Organisation politique

En 1982, une modification apportée à la Loi constitutionnelle du Canada désigna les Métis (les Inuit du Sud), ainsi que les Inuit et les Indiens comme des peuples autochtones. Deux ans plus tard, la Labrador Metis Association (qui deviendra la nation des Métis du Labrador et maintenant le NunatuKavut Community Council) voyait le jour, avec l'aide du Conseil national des Autochtones du Canada. Aujourd'hui, NunatuKavut, dont le mandat est de représenter les personnes d'ascendance autochtones du Labrador qui ne peuvent devenir membres de la Labrador Inuit Association en raison de leur situation géographique, compte plus de 6 000 membres.

En 1991, la nation des Métis du Labrador (NML) a présenté une revendication territoriale au ministère des Affaires indiennes et du Nord canadien (MAINC) visant des terres du centre et du sud-est du Labrador traditionnellement utilisées par les Inuit du Sud.

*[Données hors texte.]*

//! Locomotion domain: tuning and input resources.

use bevy::prelude::*;
use serde::{Deserialize, Serialize};
use thiserror::Error;

/// Every tunable of the controller, loaded from `assets/data/locomotion.ron`.
#[derive(Resource, Debug, Clone, Default, PartialEq, Deserialize, Serialize)]
#[serde(default)]
pub struct LocomotionTuning {
    pub movement: MovementTuning,
    pub vertical: VerticalTuning,
    pub look: LookTuning,
    pub ground: GroundProbeTuning,
    pub animation: AnimationTuning,
    pub action: ActionTuning,
}

/// Horizontal acceleration, speed caps and drag, in units/sec.
#[derive(Debug, Clone, PartialEq, Deserialize, Serialize)]
#[serde(default)]
pub struct MovementTuning {
    pub walk_acceleration: f32,
    pub walk_speed: f32,
    pub run_acceleration: f32,
    pub run_speed: f32,
    pub sprint_acceleration: f32,
    pub sprint_speed: f32,
    pub in_air_acceleration: f32,
    pub drag: f32,
    pub in_air_drag: f32,
    /// Horizontal speed below which the character counts as stationary.
    pub moving_threshold: f32,
}

impl Default for MovementTuning {
    fn default() -> Self {
        Self {
            walk_acceleration: 25.0,
            walk_speed: 2.0,
            run_acceleration: 35.0,
            run_speed: 4.0,
            sprint_acceleration: 50.0,
            sprint_speed: 7.0,
            in_air_acceleration: 25.0,
            drag: 20.0,
            in_air_drag: 30.0,
            moving_threshold: 0.01,
        }
    }
}

#[derive(Debug, Clone, PartialEq, Deserialize, Serialize)]
#[serde(default)]
pub struct VerticalTuning {
    pub gravity: f32,
    /// Jump impulse is `sqrt(jump_height_factor * 3 * gravity)`.
    pub jump_height_factor: f32,
    pub terminal_velocity: f32,
    /// Downward bias held while grounded.
    pub anti_bump: f32,
}

impl Default for VerticalTuning {
    fn default() -> Self {
        Self {
            gravity: 25.0,
            jump_height_factor: 0.8,
            terminal_velocity: 50.0,
            anti_bump: MovementTuning::default().sprint_speed,
        }
    }
}

impl VerticalTuning {
    pub fn jump_impulse(&self) -> f32 {
        (self.jump_height_factor * 3.0 * self.gravity).max(0.0).sqrt()
    }
}

/// Camera look and body facing, angles in degrees.
#[derive(Debug, Clone, PartialEq, Deserialize, Serialize)]
#[serde(default)]
pub struct LookTuning {
    pub horizontal_sensitivity: f32,
    pub vertical_sensitivity: f32,
    pub pitch_limit: f32,
    pub body_rotation_speed: f32,
    /// Seconds an idle corrective turn stays armed.
    pub rotate_to_target_time: f32,
    /// Mismatch that starts an idle corrective turn.
    pub rotation_threshold: f32,
    /// Mismatch that re-arms a running correction once its timer elapses.
    pub continue_rotation_threshold: f32,
}

impl Default for LookTuning {
    fn default() -> Self {
        Self {
            horizontal_sensitivity: 0.1,
            vertical_sensitivity: 0.1,
            pitch_limit: 90.0,
            body_rotation_speed: 10.0,
            rotate_to_target_time: 0.67,
            rotation_threshold: 90.0,
            continue_rotation_threshold: 90.0,
        }
    }
}

#[derive(Debug, Clone, PartialEq, Deserialize, Serialize)]
#[serde(default)]
pub struct GroundProbeTuning {
    /// How far the overlap sphere sits below the capsule's bottom hemisphere.
    pub ground_check_offset: f32,
    /// Extra reach of the downward sphere-cast beyond half height + step.
    pub cast_epsilon: f32,
}

impl Default for GroundProbeTuning {
    fn default() -> Self {
        Self {
            ground_check_offset: 0.08,
            cast_epsilon: 0.01,
        }
    }
}

#[derive(Debug, Clone, PartialEq, Deserialize, Serialize)]
#[serde(default)]
pub struct AnimationTuning {
    pub blend_speed: f32,
    pub walk_blend_max: f32,
    pub run_blend_max: f32,
    pub sprint_blend_max: f32,
}

impl Default for AnimationTuning {
    fn default() -> Self {
        Self {
            blend_speed: 4.0,
            walk_blend_max: 0.5,
            run_blend_max: 1.0,
            sprint_blend_max: 1.5,
        }
    }
}

/// How long each action plays before it ends on its own, in seconds.
#[derive(Debug, Clone, PartialEq, Deserialize, Serialize)]
#[serde(default)]
pub struct ActionTuning {
    pub attack_duration: f32,
    pub gather_duration: f32,
}

impl Default for ActionTuning {
    fn default() -> Self {
        Self {
            attack_duration: 0.8,
            gather_duration: 2.0,
        }
    }
}

/// A single violated tuning constraint.
#[derive(Debug, Clone, PartialEq, Error)]
#[error("{field} {reason}")]
pub struct TuningViolation {
    pub field: &'static str,
    pub reason: &'static str,
}

impl LocomotionTuning {
    /// Check every constraint and return all violations, empty when valid.
    pub fn validate(&self) -> Vec<TuningViolation> {
        let mut violations = Vec::new();

        macro_rules! require {
            ($cond:expr, $field:expr, $reason:expr) => {
                if !$cond {
                    violations.push(TuningViolation {
                        field: $field,
                        reason: $reason,
                    });
                }
            };
        }

        let m = &self.movement;
        require!(m.walk_speed > 0.0, "movement.walk_speed", "must be positive");
        require!(m.run_speed > 0.0, "movement.run_speed", "must be positive");
        require!(m.sprint_speed > 0.0, "movement.sprint_speed", "must be positive");
        require!(
            m.walk_acceleration >= 0.0
                && m.run_acceleration >= 0.0
                && m.sprint_acceleration >= 0.0
                && m.in_air_acceleration >= 0.0,
            "movement.*_acceleration",
            "must not be negative"
        );
        require!(m.drag >= 0.0, "movement.drag", "must not be negative");
        require!(m.in_air_drag >= 0.0, "movement.in_air_drag", "must not be negative");
        require!(
            m.moving_threshold >= 0.0,
            "movement.moving_threshold",
            "must not be negative"
        );

        let v = &self.vertical;
        require!(v.gravity > 0.0, "vertical.gravity", "must be positive");
        require!(
            v.terminal_velocity > 0.0,
            "vertical.terminal_velocity",
            "must be positive"
        );
        require!(v.anti_bump >= 0.0, "vertical.anti_bump", "must not be negative");
        require!(
            v.jump_height_factor >= 0.0,
            "vertical.jump_height_factor",
            "must not be negative"
        );

        let l = &self.look;
        require!(
            l.pitch_limit > 0.0 && l.pitch_limit <= 90.0,
            "look.pitch_limit",
            "must be within (0, 90]"
        );
        require!(
            l.rotation_threshold > 0.0 && l.rotation_threshold < 180.0,
            "look.rotation_threshold",
            "must be within (0, 180)"
        );
        require!(
            l.continue_rotation_threshold <= l.rotation_threshold,
            "look.continue_rotation_threshold",
            "must not exceed rotation_threshold"
        );
        require!(
            l.rotate_to_target_time >= 0.0,
            "look.rotate_to_target_time",
            "must not be negative"
        );

        require!(
            self.ground.ground_check_offset >= 0.0 && self.ground.cast_epsilon >= 0.0,
            "ground.*",
            "must not be negative"
        );

        require!(
            self.action.attack_duration > 0.0 && self.action.gather_duration > 0.0,
            "action.*_duration",
            "must be positive"
        );

        violations
    }
}

/// Per-tick player intent, written by the input collaborator.
#[derive(Resource, Debug, Default, Clone, PartialEq)]
pub struct InputSnapshot {
    /// Movement axis, x = strafe right, y = forward. Diagonals are not renormalised.
    pub movement: Vec2,
    /// Look delta for this tick, unbounded.
    pub look: Vec2,
    pub sprint_toggled: bool,
    pub walk_toggled: bool,
    /// Edge-triggered; cleared at the end of every tick.
    pub jump_pressed: bool,
}

impl InputSnapshot {
    pub fn has_movement(&self) -> bool {
        self.movement != Vec2::ZERO
    }
}

/// Whether sprint/walk act while held or flip on each press.
#[derive(Resource, Debug, Clone)]
pub struct InputBindings {
    pub hold_to_sprint: bool,
    pub hold_to_walk: bool,
    pub forward: KeyCode,
    pub back: KeyCode,
    pub left: KeyCode,
    pub right: KeyCode,
    pub sprint: KeyCode,
    pub walk: KeyCode,
    pub jump: KeyCode,
    pub attack: MouseButton,
    pub gather: KeyCode,
}

impl Default for InputBindings {
    fn default() -> Self {
        Self {
            hold_to_sprint: true,
            hold_to_walk: true,
            forward: KeyCode::KeyW,
            back: KeyCode::KeyS,
            left: KeyCode::KeyA,
            right: KeyCode::KeyD,
            sprint: KeyCode::ShiftLeft,
            walk: KeyCode::ControlLeft,
            jump: KeyCode::Space,
            attack: MouseButton::Left,
            gather: KeyCode::KeyE,
        }
    }
}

Bien que le ministère fédéral de la Justice ait recommandé en 1998 de rejeter la revendication des Inuit du Sud, il revenait au MAINC de prendre la décision ultime à cet égard, laquelle n'avait toujours pas été rendue en 2006.

En plus de la revendication territoriale, la NML a traité d'autres questions visant à maintenir le mode de vie traditionnel des Inuit du Sud. Au premier plan figurait l'aménagement hydroélectrique du cours inférieur de Churchill, qui pouvait avoir des répercussions sur les terres utilisées traditionnellement par les Inuit du Sud pour le trappage. La construction de la Route translabradorienne a aussi été source de préoccupations; la NML craignait que ce projet ait des répercussions négatives sur l'environnement s'il était mené de façon inappropriée. En 2006, la Cour suprême du Canada a statué que le gouvernement provincial avait une obligation permanente de mener des consultations significatives avec les Inuit du Sud du Labrador au sujet de la route.

Bon nombre des membres de la NML espèrent que la décision de la cour constituera un précédent pour d'autres projets touchant les terres ancestrales des Inuit du Sud. En outre, à la suite de cette décision, la NML a demandé que le gouvernement fédéral amorce un processus en vue d'entamer des négociations officielles au sujet d'un accord sur les revendications territoriales des Inuit du Sud.